▶ **Task details**: Write out every record in full, keeping each character exactly as it is.

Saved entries
+ + + + + + +
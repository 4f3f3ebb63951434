#![allow(dead_code)]

use std::fs::File;
use std::io::{Cursor, Write};
use std::path::Path;

use camino::Utf8PathBuf;
use tiff::encoder::{TiffEncoder, colortype};
use tiff::tags::Tag;
use zip::write::SimpleFileOptions;

use rockhound::catalog::{self, ARCHIVE_MEMBER_DIR, BEDMAP2_ARCHIVE};
use rockhound::domain::Bedmap2Dataset;

pub const NODATA: f32 = -9999.0;

/// Georeferencing of a small north-up test grid.
#[derive(Debug, Clone, Copy)]
pub struct Grid {
    pub origin_x: f64,
    pub origin_y: f64,
    pub pixel: f64,
    pub width: u32,
    pub height: u32,
}

/// Three columns by two rows of 1 km cells.
pub const FINE: Grid = Grid {
    origin_x: -3000.0,
    origin_y: 2000.0,
    pixel: 1000.0,
    width: 3,
    height: 2,
};

/// One 2 km cell covering the top-left corner of [`FINE`].
pub const COARSE: Grid = Grid {
    origin_x: -3000.0,
    origin_y: 2000.0,
    pixel: 2000.0,
    width: 1,
    height: 1,
};

pub fn geotiff_f32(grid: Grid, data: &[f32], nodata: Option<&str>) -> Vec<u8> {
    let mut buffer = Cursor::new(Vec::new());
    {
        let mut encoder = TiffEncoder::new(&mut buffer).unwrap();
        let mut image = encoder
            .new_image::<colortype::Gray32Float>(grid.width, grid.height)
            .unwrap();
        write_geo_tags(image.encoder(), grid, nodata);
        image.write_data(data).unwrap();
    }
    buffer.into_inner()
}

pub fn geotiff_u8(grid: Grid, data: &[u8], nodata: Option<&str>) -> Vec<u8> {
    let mut buffer = Cursor::new(Vec::new());
    {
        let mut encoder = TiffEncoder::new(&mut buffer).unwrap();
        let mut image = encoder
            .new_image::<colortype::Gray8>(grid.width, grid.height)
            .unwrap();
        write_geo_tags(image.encoder(), grid, nodata);
        image.write_data(data).unwrap();
    }
    buffer.into_inner()
}

fn write_geo_tags<W: Write + std::io::Seek, K: tiff::encoder::TiffKind>(
    directory: &mut tiff::encoder::DirectoryEncoder<'_, W, K>,
    grid: Grid,
    nodata: Option<&str>,
) {
    directory
        .write_tag(Tag::ModelPixelScaleTag, &[grid.pixel, grid.pixel, 0.0][..])
        .unwrap();
    directory
        .write_tag(
            Tag::ModelTiepointTag,
            &[0.0, 0.0, 0.0, grid.origin_x, grid.origin_y, 0.0][..],
        )
        .unwrap();
    // GeoKey directory: PixelIsArea, EPSG:3031 projected.
    directory
        .write_tag(
            Tag::GeoKeyDirectoryTag,
            &[1u16, 1, 0, 2, 1025, 0, 1, 1, 3072, 0, 1, 3031][..],
        )
        .unwrap();
    if let Some(nodata) = nodata {
        directory.write_tag(Tag::GdalNodata, nodata).unwrap();
    }
}

/// The raster stored for each dataset in [`bedmap2_archive`].
pub fn member_bytes(dataset: Bedmap2Dataset) -> Vec<u8> {
    match dataset {
        Bedmap2Dataset::Bed => geotiff_f32(
            FINE,
            &[-120.5, NODATA, 310.0, 42.0, NODATA, -2.25],
            Some("-9999"),
        ),
        Bedmap2Dataset::ThicknessUncertainty5km => geotiff_f32(COARSE, &[55.0], Some("-9999")),
        Bedmap2Dataset::Geoid => geotiff_f32(FINE, &[-20.0, -21.0, -22.0, -23.0, -24.0, -25.0], None),
        Bedmap2Dataset::IcemaskGroundedAndShelves
        | Bedmap2Dataset::Rockmask
        | Bedmap2Dataset::LakemaskVostok
        | Bedmap2Dataset::DataCoverage => geotiff_u8(FINE, &[0, 1, 255, 1, 0, 255], Some("255")),
        other => {
            let base = other as usize as f32 * 100.0;
            geotiff_f32(
                FINE,
                &[base, base + 1.0, NODATA, base + 3.0, base + 4.0, base + 5.0],
                Some("-9999"),
            )
        }
    }
}

/// Writes a miniature Bedmap2 archive holding every catalog member.
pub fn bedmap2_archive(dir: &Path) -> Utf8PathBuf {
    let path = dir.join(BEDMAP2_ARCHIVE);
    let file = File::create(&path).unwrap();
    let mut writer = zip::ZipWriter::new(file);
    let options = SimpleFileOptions::default();
    writer
        .add_directory(format!("{ARCHIVE_MEMBER_DIR}/"), options)
        .unwrap();
    for entry in catalog::entries() {
        writer.start_file(entry.member_path(), options).unwrap();
        writer.write_all(&member_bytes(entry.dataset)).unwrap();
    }
    writer.finish().unwrap();
    Utf8PathBuf::from_path_buf(path).unwrap()
}

/// Bitwise equality that treats NaN cells as equal.
pub fn same_values(a: &ndarray::Array2<f32>, b: &ndarray::Array2<f32>) -> bool {
    a.dim() == b.dim() && a.iter().zip(b.iter()).all(|(x, y)| x.to_bits() == y.to_bits())
}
+ + + + + + +
▶ **Finished exercise**:
repository 4f3f3ebb63951434
#![allow(dead_code)]

use std::fs::File;
use std::io::{Cursor, Write};
use std::path::Path;

use camino::Utf8PathBuf;
use tiff::encoder::{TiffEncoder, colortype};
use tiff::tags::Tag;
use zip::write::SimpleFileOptions;

use rockhound::catalog::{self, ARCHIVE_MEMBER_DIR, BEDMAP2_ARCHIVE};
use rockhound::domain::Bedmap2Dataset;

pub const NODATA: f32 = -9999.0;

/// Georeferencing of a small north-up test grid.
#[derive(Debug, Clone, Copy)]
pub struct Grid {
    pub origin_x: f64,
    pub origin_y: f64,
    pub pixel: f64,
    pub width: u32,
    pub height: u32,
}

/// Three columns by two rows of 1 km cells.
pub const FINE: Grid = Grid {
    origin_x: -3000.0,
    origin_y: 2000.0,
    pixel: 1000.0,
    width: 3,
    height: 2,
};

/// One 2 km cell covering the top-left corner of [`FINE`].
pub const COARSE: Grid = Grid {
    origin_x: -3000.0,
    origin_y: 2000.0,
    pixel: 2000.0,
    width: 1,
    height: 1,
};

pub fn geotiff_f32(grid: Grid, data: &[f32], nodata: Option<&str>) -> Vec<u8> {
    let mut buffer = Cursor::new(Vec::new());
    {
        let mut encoder = TiffEncoder::new(&mut buffer).unwrap();
        let mut image = encoder
            .new_image::<colortype::Gray32Float>(grid.width, grid.height)
            .unwrap();
        write_geo_tags(image.encoder(), grid, nodata);
        image.write_data(data).unwrap();
    }
    buffer.into_inner()
}

pub fn geotiff_u8(grid: Grid, data: &[u8], nodata: Option<&str>) -> Vec<u8> {
    let mut buffer = Cursor::new(Vec::new());
    {
        let mut encoder = TiffEncoder::new(&mut buffer).unwrap();
        let mut image = encoder
            .new_image::<colortype::Gray8>(grid.width, grid.height)
            .unwrap();
        write_geo_tags(image.encoder(), grid, nodata);
        image.write_data(data).unwrap();
    }
    buffer.into_inner()
}

fn write_geo_tags<W: Write + std::io::Seek, K: tiff::encoder::TiffKind>(
    directory: &mut tiff::encoder::DirectoryEncoder<'_, W, K>,
    grid: Grid,
    nodata: Option<&str>,
) {
    directory
        .write_tag(Tag::ModelPixelScaleTag, &[grid.pixel, grid.pixel, 0.0][..])
        .unwrap();
    directory
        .write_tag(
            Tag::ModelTiepointTag,
            &[0.0, 0.0, 0.0, grid.origin_x, grid.origin_y, 0.0][..],
        )
        .unwrap();
    // GeoKey directory: PixelIsArea, EPSG:3031 projected.
    directory
        .write_tag(
            Tag::GeoKeyDirectoryTag,
            &[1u16, 1, 0, 2, 1025, 0, 1, 1, 3072, 0, 1, 3031][..],
        )
        .unwrap();
    if let Some(nodata) = nodata {
        directory.write_tag(Tag::GdalNodata, nodata).unwrap();
    }
}

/// The raster stored for each dataset in [`bedmap2_archive`].
pub fn member_bytes(dataset: Bedmap2Dataset) -> Vec<u8> {
    match dataset {
        Bedmap2Dataset::Bed => geotiff_f32(
            FINE,
            &[-120.5, NODATA, 310.0, 42.0, NODATA, -2.25],
            Some("-9999"),
        ),
        Bedmap2Dataset::ThicknessUncertainty5km => geotiff_f32(COARSE, &[55.0], Some("-9999")),
        Bedmap2Dataset::Geoid => geotiff_f32(FINE, &[-20.0, -21.0, -22.0, -23.0, -24.0, -25.0], None),
        Bedmap2Dataset::IcemaskGroundedAndShelves
        | Bedmap2Dataset::Rockmask
        | Bedmap2Dataset::LakemaskVostok
        | Bedmap2Dataset::DataCoverage => geotiff_u8(FINE, &[0, 1, 255, 1, 0, 255], Some("255")),
        other => {
            let base = other as usize as f32 * 100.0;
            geotiff_f32(
                FINE,
                &[base, base + 1.0, NODATA, base + 3.0, base + 4.0, base + 5.0],
                Some("-9999"),
            )
        }
    }
}

/// Writes a miniature Bedmap2 archive holding every catalog member.
pub fn bedmap2_archive(dir: &Path) -> Utf8PathBuf {
    let path = dir.join(BEDMAP2_ARCHIVE);
    let file = File::create(&path).unwrap();
    let mut writer = zip::ZipWriter::new(file);
    let options = SimpleFileOptions::default();
    writer
        .add_directory(format!("{ARCHIVE_MEMBER_DIR}/"), options)
        .unwrap();
    for entry in catalog::entries() {
        writer.start_file(entry.member_path(), options).unwrap();
        writer.write_all(&member_bytes(entry.dataset)).unwrap();
    }
    writer.finish().unwrap();
    Utf8PathBuf::from_path_buf(path).unwrap()
}

/// Bitwise equality that treats NaN cells as equal.
pub fn same_values(a: &ndarray::Array2<f32>, b: &ndarray::Array2<f32>) -> bool {
    a.dim() == b.dim() && a.iter().zip(b.iter()).all(|(x, y)| x.to_bits() == y.to_bits())
}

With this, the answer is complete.